Chapitre 17
La porte d'entrée s'ouvre et le bruit de chaînes qui claquent entre elles s'intensifie. Le temps semble s'arrêter un instant lorsque deux hommes pénètrent dans la petite pièce. L'un a une tête de grosse brute, crâne rasée, petit, massif, les lèvres serrées. A côté de lui, l'esclave enchaîné. Le corps tendu, grands, les yeux fixant ses pieds nus, les cheveux blonds lui voilant le front, le torse dénudé strié de cicatrices. Freyja ne distingue pas son visage. Elle tourne son regard vers le maître, dent serrée et le regard dur. L'arrogance de cet homme lui donne envie de lui cracher au visage. Il ne vaut pas mieux qu'elle. Son argent ne le rend pas supérieur.

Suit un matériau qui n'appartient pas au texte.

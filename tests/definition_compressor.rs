use serde_json::json;
use ultra_lean_mcp_proxy::compress::DefinitionCompressor;

#[test]
fn compresses_an_entire_tools_list_payload() {
    let mut tools = vec![
        json!({
            "name": "list_pull_requests",
            "description": "This tool enables users to retrieve repository information in order to list open pull requests",
            "inputSchema": {
                "type": "object",
                "properties": {
                    "repo": {"type": "string", "description": "This tool enables users to retrieve the repository identifier"}
                }
            }
        }),
        json!({"name": "ping", "description": "ping"}),
    ];

    DefinitionCompressor::compress_tools(&mut tools);

    let first_desc = tools[0]["description"].as_str().unwrap();
    assert!(first_desc.to_lowercase().contains("get repo info"), "got: {first_desc}");
    assert!(!first_desc.to_lowercase().contains("this tool enables"));

    // Below the minimum length floor, left untouched.
    assert_eq!(tools[1]["description"], json!("ping"));
}
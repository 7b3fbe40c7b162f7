//! The current tool catalog, as last reported by the upstream's
//! `tools/list` (after definition compression). Replaced wholesale on every
//! successful response.

use serde_json::Value;

use crate::json::clone_json;

#[derive(Debug, Clone)]
pub struct Tool {
    pub name: String,
    pub raw: Value,
}

#[derive(Default)]
pub struct ToolCatalog {
    tools: Vec<Tool>,
}

impl ToolCatalog {
    /// Replaces the catalog with `tools` (a JSON array of tool objects).
    pub fn replace(&mut self, tools: &[Value]) {
        self.tools = tools
            .iter()
            .filter_map(|t| {
                let name = t.get("name")?.as_str()?.to_string();
                Some(Tool {
                    name,
                    raw: clone_json(t),
                })
            })
            .collect();
    }

    pub fn all(&self) -> &[Tool] {
        &self.tools
    }

    pub fn get(&self, name: &str) -> Option<&Tool> {
        self.tools.iter().find(|t| t.name == name)
    }

    pub fn len(&self) -> usize {
        self.tools.len()
    }

    pub fn is_empty(&self) -> bool {
        self.tools.is_empty()
    }
}

#[cfg(test)]
mod tests {
    use super::*;
    use serde_json::json;

    #[test]
    fn replace_is_wholesale() {
        let mut catalog = ToolCatalog::default();
        catalog.replace(&[json!({"name": "a"}), json!({"name": "b"})]);
        assert_eq!(catalog.len(), 2);
        catalog.replace(&[json!({"name": "c"})]);
        assert_eq!(catalog.len(), 1);
        assert!(catalog.get("a").is_none());
        assert!(catalog.get("c").is_some());
    }
}
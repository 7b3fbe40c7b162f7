//! Lazy tool visibility: replaces the advertised `tools/list` view with a
//! reduced one once the catalog is big enough, and serves a synthetic
//! `ultra_lean_mcp_proxy.search_tools` meta-tool locally so the client can
//! still discover everything that's been hidden.
//!
//! Per DESIGN.md's Open Question decision, the meta-tool is appended in
//! every active mode (`minimal`, `catalog`, `search_only`), not only
//! `search_only` — `search_only` with no meta-tool would leave the client
//! with nothing callable at all.

use std::cmp::Ordering;

use serde_json::{json, Map, Value};

use crate::config::{LazyLoadingConfig, LazyMode};
use crate::json::{clone_json, estimate_tokens};
use crate::protocol::SEARCH_TOOL_NAME;

/// True once the catalog has grown past either size threshold, the
/// trigger for switching on lazy visibility at all.
pub fn should_activate(tools: &[Value], cfg: &LazyLoadingConfig) -> bool {
    if !cfg.enabled || cfg.lazy_mode == LazyMode::Off {
        return false;
    }
    if tools.len() >= cfg.min_tools {
        return true;
    }
    let serialized = serde_json::to_string(tools).unwrap_or_default();
    estimate_tokens(&serialized) >= cfg.min_tokens
}

fn minimal_view(tool: &Value) -> Value {
    let mut properties = Map::new();
    if let Some(props) = tool
        .get("inputSchema")
        .and_then(|s| s.get("properties"))
        .and_then(Value::as_object)
    {
        for (name, schema) in props {
            let ty = schema.get("type").cloned().unwrap_or_else(|| Value::String("string".into()));
            properties.insert(name.clone(), json!({"type": ty}));
        }
    }
    json!({
        "name": tool.get("name").cloned().unwrap_or(Value::Null),
        "description": tool.get("description").cloned().unwrap_or(Value::Null),
        "inputSchema": {"type": "object", "properties": Value::Object(properties)},
    })
}

fn catalog_view(tool: &Value) -> Value {
    json!({
        "name": tool.get("name").cloned().unwrap_or(Value::Null),
        "inputSchema": {"type": "object"},
    })
}

fn search_tool_definition(full_catalog: &[Value], cfg: &LazyLoadingConfig) -> Value {
    let description = match cfg.lazy_mode {
        LazyMode::Catalog => {
            let names: Vec<&str> = full_catalog
                .iter()
                .filter_map(|t| t.get("name").and_then(Value::as_str))
                .collect();
            format!(
                "Search the full tool catalog by keyword. Available tools: {}",
                names.join(", ")
            )
        }
        _ => "Search the full tool catalog by keyword; returns matching tool definitions.".to_string(),
    };

    json!({
        "name": SEARCH_TOOL_NAME,
        "description": description,
        "inputSchema": {
            "type": "object",
            "properties": {
                "query": {"type": "string"},
                "server": {"type": "string"},
                "top_k": {"type": "integer"},
                "include_schemas": {"type": "boolean"}
            },
            "required": ["query"]
        }
    })
}

/// Builds the tool array to ship to the client: the reduced view for the
/// active mode plus the search meta-tool, or the untouched catalog when
/// lazy visibility hasn't activated.
pub fn visible_tools(full_catalog: &[Value], cfg: &LazyLoadingConfig) -> Vec<Value> {
    if !should_activate(full_catalog, cfg) {
        return full_catalog.to_vec();
    }

    let mut visible: Vec<Value> = match cfg.lazy_mode {
        LazyMode::Off => return full_catalog.to_vec(),
        LazyMode::Minimal => full_catalog.iter().map(minimal_view).collect(),
        LazyMode::Catalog => full_catalog.iter().map(catalog_view).collect(),
        LazyMode::SearchOnly => Vec::new(),
    };
    visible.push(search_tool_definition(full_catalog, cfg));
    visible
}

struct SearchMatch {
    tool: Value,
    score: f64,
}

fn tokenize(query: &str) -> Vec<String> {
    query
        .split(|c: char| !c.is_alphanumeric())
        .filter(|s| !s.is_empty())
        .map(str::to_string)
        .collect()
}

fn score_tool(tool: &Value, query_lower: &str, tokens: &[String]) -> f64 {
    let name = tool.get("name").and_then(Value::as_str).unwrap_or("").to_lowercase();
    let description = tool
        .get("description")
        .and_then(Value::as_str)
        .unwrap_or("")
        .to_lowercase();
    let property_names = tool
        .get("inputSchema")
        .and_then(|s| s.get("properties"))
        .and_then(Value::as_object)
        .map(|props| props.keys().cloned().collect::<Vec<_>>().join(" "))
        .unwrap_or_default()
        .to_lowercase();
    let haystack = format!("{name} {description} {property_names}");

    let mut score = 0.0;
    if !query_lower.is_empty() && name.contains(query_lower) {
        score += 4.0;
    }
    for token in tokens {
        if name.contains(token) {
            score += 2.0;
        }
        if description.contains(token) {
            score += 1.0;
        }
        if property_names.contains(token) {
            score += 1.25;
        }
        if haystack.contains(token) {
            score += 0.2;
        }
    }
    score
}

fn search(full_catalog: &[Value], query: &str, top_k: usize) -> Vec<SearchMatch> {
    let query_lower = query.to_lowercase();
    let tokens = tokenize(&query_lower);

    let mut scored: Vec<SearchMatch> = full_catalog
        .iter()
        .map(|tool| SearchMatch {
            tool: clone_json(tool),
            score: score_tool(tool, &query_lower, &tokens),
        })
        .collect();
    scored.sort_by(|a, b| b.score.partial_cmp(&a.score).unwrap_or(Ordering::Equal));
    scored.truncate(top_k);
    scored
}

/// Answers a `tools/call` to the search meta-tool locally. Never forwarded
/// upstream.
pub fn handle_search_call(arguments: &Value, full_catalog: &[Value], cfg: &LazyLoadingConfig) -> Value {
    let query = arguments.get("query").and_then(Value::as_str).unwrap_or("");
    let top_k = arguments
        .get("top_k")
        .and_then(Value::as_u64)
        .map(|n| n as usize)
        .unwrap_or(cfg.search_top_k);
    let include_schemas = arguments.get("include_schemas").and_then(Value::as_bool).unwrap_or(true);

    let matches = search(full_catalog, query, top_k.max(1));
    let best_score = matches.first().map(|m| m.score).unwrap_or(0.0);

    let tools: Vec<Value> = matches
        .iter()
        .map(|m| {
            if include_schemas {
                m.tool.clone()
            } else {
                json!({
                    "name": m.tool.get("name").cloned().unwrap_or(Value::Null),
                    "description": m.tool.get("description").cloned().unwrap_or(Value::Null),
                })
            }
        })
        .collect();

    let mut structured = json!({"matches": tools, "query": query});
    if best_score < cfg.min_confidence_score && cfg.fallback_full_on_low_confidence {
        structured["tools"] = Value::Array(full_catalog.iter().map(clone_json).collect());
    }

    json!({
        "structuredContent": structured,
        "content": [{"type": "text", "text": serde_json::to_string(&structured).unwrap_or_default()}],
    })
}
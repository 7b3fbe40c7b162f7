use clap::Parser;
use tracing_subscriber::EnvFilter;
use ultra_lean_mcp_proxy::cli::{Cli, CliOverrides};
use ultra_lean_mcp_proxy::{config, session};

#[tokio::main]
async fn main() {
    let cli = Cli::parse();
    init_logging(cli.verbose);

    let overrides = CliOverrides::from(&cli);
    let resolved = match config::resolve(cli.config.as_deref(), &overrides, &cli.upstream) {
        Ok(resolved) => resolved,
        Err(err) => {
            eprintln!("ultra-lean-mcp-proxy: {err}");
            std::process::exit(1);
        }
    };

    if cli.dump_effective_config {
        let document = resolved.effective_document();
        println!("{}", serde_json::to_string_pretty(&document).unwrap_or_default());
        std::process::exit(0);
    }

    if cli.upstream.is_empty() {
        eprintln!("ultra-lean-mcp-proxy: no upstream command given (pass it after `--`)");
        std::process::exit(1);
    }

    let code = session::run(resolved, cli.upstream).await;
    std::process::exit(code);
}

/// `RUST_LOG` wins when set; otherwise `-v/--verbose` raises the proxy's own
/// default filter from `info` to `debug` before falling back to `info`.
fn init_logging(verbose: bool) {
    let default_directive = if verbose {
        "ultra_lean_mcp_proxy=debug,info"
    } else {
        "info"
    };
    let filter = EnvFilter::try_from_default_env().unwrap_or_else(|_| EnvFilter::new(default_directive));
    tracing_subscriber::fmt()
        .with_env_filter(filter)
        .with_writer(std::io::stderr)
        .init();
}
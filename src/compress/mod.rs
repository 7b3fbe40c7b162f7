//! The three payload-shrinking engines: definition compression (tool/schema
//! descriptions), result compression (`lapc-json-v1`), and delta responses
//! (`lapc-delta-v1`).

mod definitions;
mod delta;
mod result;

pub use definitions::DefinitionCompressor;
pub use delta::{apply_delta, create_delta, DeltaCounters, DeltaOutcome};
pub use result::{
    compress_result, dedupe_redundant_content, decompress_result, CompressionStats, KeyDictionary,
    ResultCompressionOutcome,
};
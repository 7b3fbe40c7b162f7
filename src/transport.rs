//! Stdio transport to the spawned upstream MCP server.
//!
//! Shaped directly on the teacher's `mcp::jsonrpc::JsonRpcTransport`: a
//! writer task draining an mpsc channel into the child's stdin, a reader
//! task turning the child's stdout into framed JSON values, and a stderr
//! task that mirrors the child's stderr onto our own (spec.md §3: stderr is
//! forwarded verbatim, never parsed). Unlike the teacher, the proxy has no
//! per-call oneshot plumbing here — every upstream message, request or
//! response, is handed whole to the pipeline, which does its own id
//! bookkeeping via [`crate::pending`].

use std::process::Stdio;

use serde_json::Value;
use tokio::{
    io::{self, AsyncBufReadExt, AsyncWriteExt, BufReader},
    process::{Child, ChildStdin, Command},
    sync::{mpsc, Mutex},
    task::JoinHandle,
};
use tracing::warn;

use crate::error::ProxyError;

pub struct UpstreamTransport {
    writer: mpsc::UnboundedSender<String>,
    child: Mutex<Option<Child>>,
    tasks: Vec<JoinHandle<()>>,
}

impl UpstreamTransport {
    /// Spawns `command` (first element is the program, the rest its args)
    /// with piped stdio, and returns the transport plus a channel that
    /// yields every decoded JSON value the child writes to stdout.
    pub async fn spawn(command: &[String]) -> Result<(Self, mpsc::UnboundedReceiver<Value>), ProxyError> {
        let (program, args) = command
            .split_first()
            .ok_or_else(|| ProxyError::Transport("empty upstream command".into()))?;

        let mut cmd = Command::new(program);
        cmd.args(args)
            .stdin(Stdio::piped())
            .stdout(Stdio::piped())
            .stderr(Stdio::piped())
            .kill_on_drop(true);

        let mut child = cmd.spawn().map_err(|source| ProxyError::Spawn {
            command: format!("{program} {}", args.join(" ")),
            source,
        })?;

        let stdin = child
            .stdin
            .take()
            .ok_or_else(|| ProxyError::Transport("child stdin unavailable".into()))?;
        let stdout = child
            .stdout
            .take()
            .ok_or_else(|| ProxyError::Transport("child stdout unavailable".into()))?;
        let stderr = child.stderr.take();

        let (writer_tx, writer_rx) = mpsc::unbounded_channel();
        let (message_tx, message_rx) = mpsc::unbounded_channel();

        let writer_handle = tokio::spawn(writer_task(stdin, writer_rx));
        let reader_handle = tokio::spawn(reader_task(stdout, message_tx));

        let mut tasks = vec![writer_handle, reader_handle];
        if let Some(stderr) = stderr {
            tasks.push(tokio::spawn(stderr_task(stderr)));
        }

        Ok((
            Self {
                writer: writer_tx,
                child: Mutex::new(Some(child)),
                tasks,
            },
            message_rx,
        ))
    }

    /// Serializes and queues `message` for delivery to the child's stdin.
    /// Transparent forwarding point for both client requests/notifications
    /// and (rarely) proxy-originated messages.
    pub fn send(&self, message: &Value) -> Result<(), ProxyError> {
        let line = serde_json::to_string(message)?;
        self.send_raw(&line)
    }

    /// Queues an already-serialized line verbatim. Used for client input
    /// that failed to parse as JSON — spec.md §4.1 forwards those unchanged
    /// rather than dropping them.
    pub fn send_raw(&self, line: &str) -> Result<(), ProxyError> {
        self.writer
            .send(line.to_string())
            .map_err(|_| ProxyError::Transport("upstream writer channel closed".into()))
    }

    /// Waits for the child to exit and returns its status code, or `1` if it
    /// was already reaped (e.g. by [`Self::shutdown`]) or could not be
    /// waited on.
    pub async fn wait(&self) -> i32 {
        let mut guard = self.child.lock().await;
        let Some(child) = guard.as_mut() else {
            return 1;
        };
        match child.wait().await {
            Ok(status) => status.code().unwrap_or(1),
            Err(_) => 1,
        }
    }

    pub async fn shutdown(&self) {
        for task in &self.tasks {
            task.abort();
        }
        if let Some(mut child) = self.child.lock().await.take() {
            let _ = child.start_kill();
        }
    }
}

async fn writer_task(mut stdin: ChildStdin, mut rx: mpsc::UnboundedReceiver<String>) {
    while let Some(line) = rx.recv().await {
        if stdin.write_all(line.as_bytes()).await.is_err() {
            break;
        }
        if stdin.write_all(b"\n").await.is_err() {
            break;
        }
        if stdin.flush().await.is_err() {
            break;
        }
    }
    let _ = stdin.shutdown().await;
}

async fn reader_task(stdout: tokio::process::ChildStdout, tx: mpsc::UnboundedSender<Value>) {
    let mut lines = BufReader::new(stdout).lines();
    loop {
        match lines.next_line().await {
            Ok(Some(line)) => {
                if line.trim().is_empty() {
                    continue;
                }
                match serde_json::from_str::<Value>(&line) {
                    Ok(value) => {
                        if tx.send(value).is_err() {
                            break;
                        }
                    }
                    Err(err) => warn!("upstream stdout line was not valid JSON: {err}"),
                }
            }
            Ok(None) => break,
            Err(err) => {
                warn!("error reading upstream stdout: {err}");
                break;
            }
        }
    }
}

async fn stderr_task(stderr: tokio::process::ChildStderr) {
    let mut lines = BufReader::new(stderr).lines();
    let mut stderr_out = io::stderr();
    while let Ok(Some(line)) = lines.next_line().await {
        if stderr_out.write_all(line.as_bytes()).await.is_err() {
            break;
        }
        if stderr_out.write_all(b"\n").await.is_err() {
            break;
        }
        let _ = stderr_out.flush().await;
    }
}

"Alors ?", dit-elle de la voix la plus dédaigneuse possible, "Le prix ?"
Elle sent l'esclave relever la tête. Elle ne le regarde pas. Freyja garde les yeux rivés sur l'être abjecte en face d'elle qui se met à sourire doucement. Cruellement. Il plie lentement ses mains entre elle et se racle la gorge.
"Bien. J'ai beaucoup réfléchis - comme promis, tu ne devras effectuer ni un acte violent ou sexuel... Je ne veux pas faire de mal à un petit être aussi innocent. Le prix que je souhaite est que tu prennes quelques... Décisions."
La façade dure de Freyja se casse la figure un instant.
"Des décisions ?"
Ça ne fait pas sens. Voulait-il qu'elle choisisse ses repas du mois prochain ? Les invités pour son banquet ? Le maître pousse un petit rire cruel.
"Oui. Vois-tu... Il y a toujours ce jour du mois où les villageois amènent leurs criminels et esclaves vers moi pour que je les juge... Mais c'est tellement de travail ! Je souhaite que tu m'assistes."
Un mauvais pressentiment prend la jeune femme aux tripes.
"Que devrais-je faire ?"
"Oh, pas grand chose. Les différentes sentences sont déjà décidées et il n'est jamais difficile de voir le coupable. Cependant... Il y a ces détails ennuyants. "
Le mauvais pressentiment s'intensifie.
"Quels détails ?"
Il sourit de toutes ses dents.
"Les détails des sentences, voyons. Quelle main il faut couper au voleur. Choisir qui doit être exécuté dans une situation où il y a crime à deux. Choisir où appliquer le fer rouge à un esclave un peu... Rebel."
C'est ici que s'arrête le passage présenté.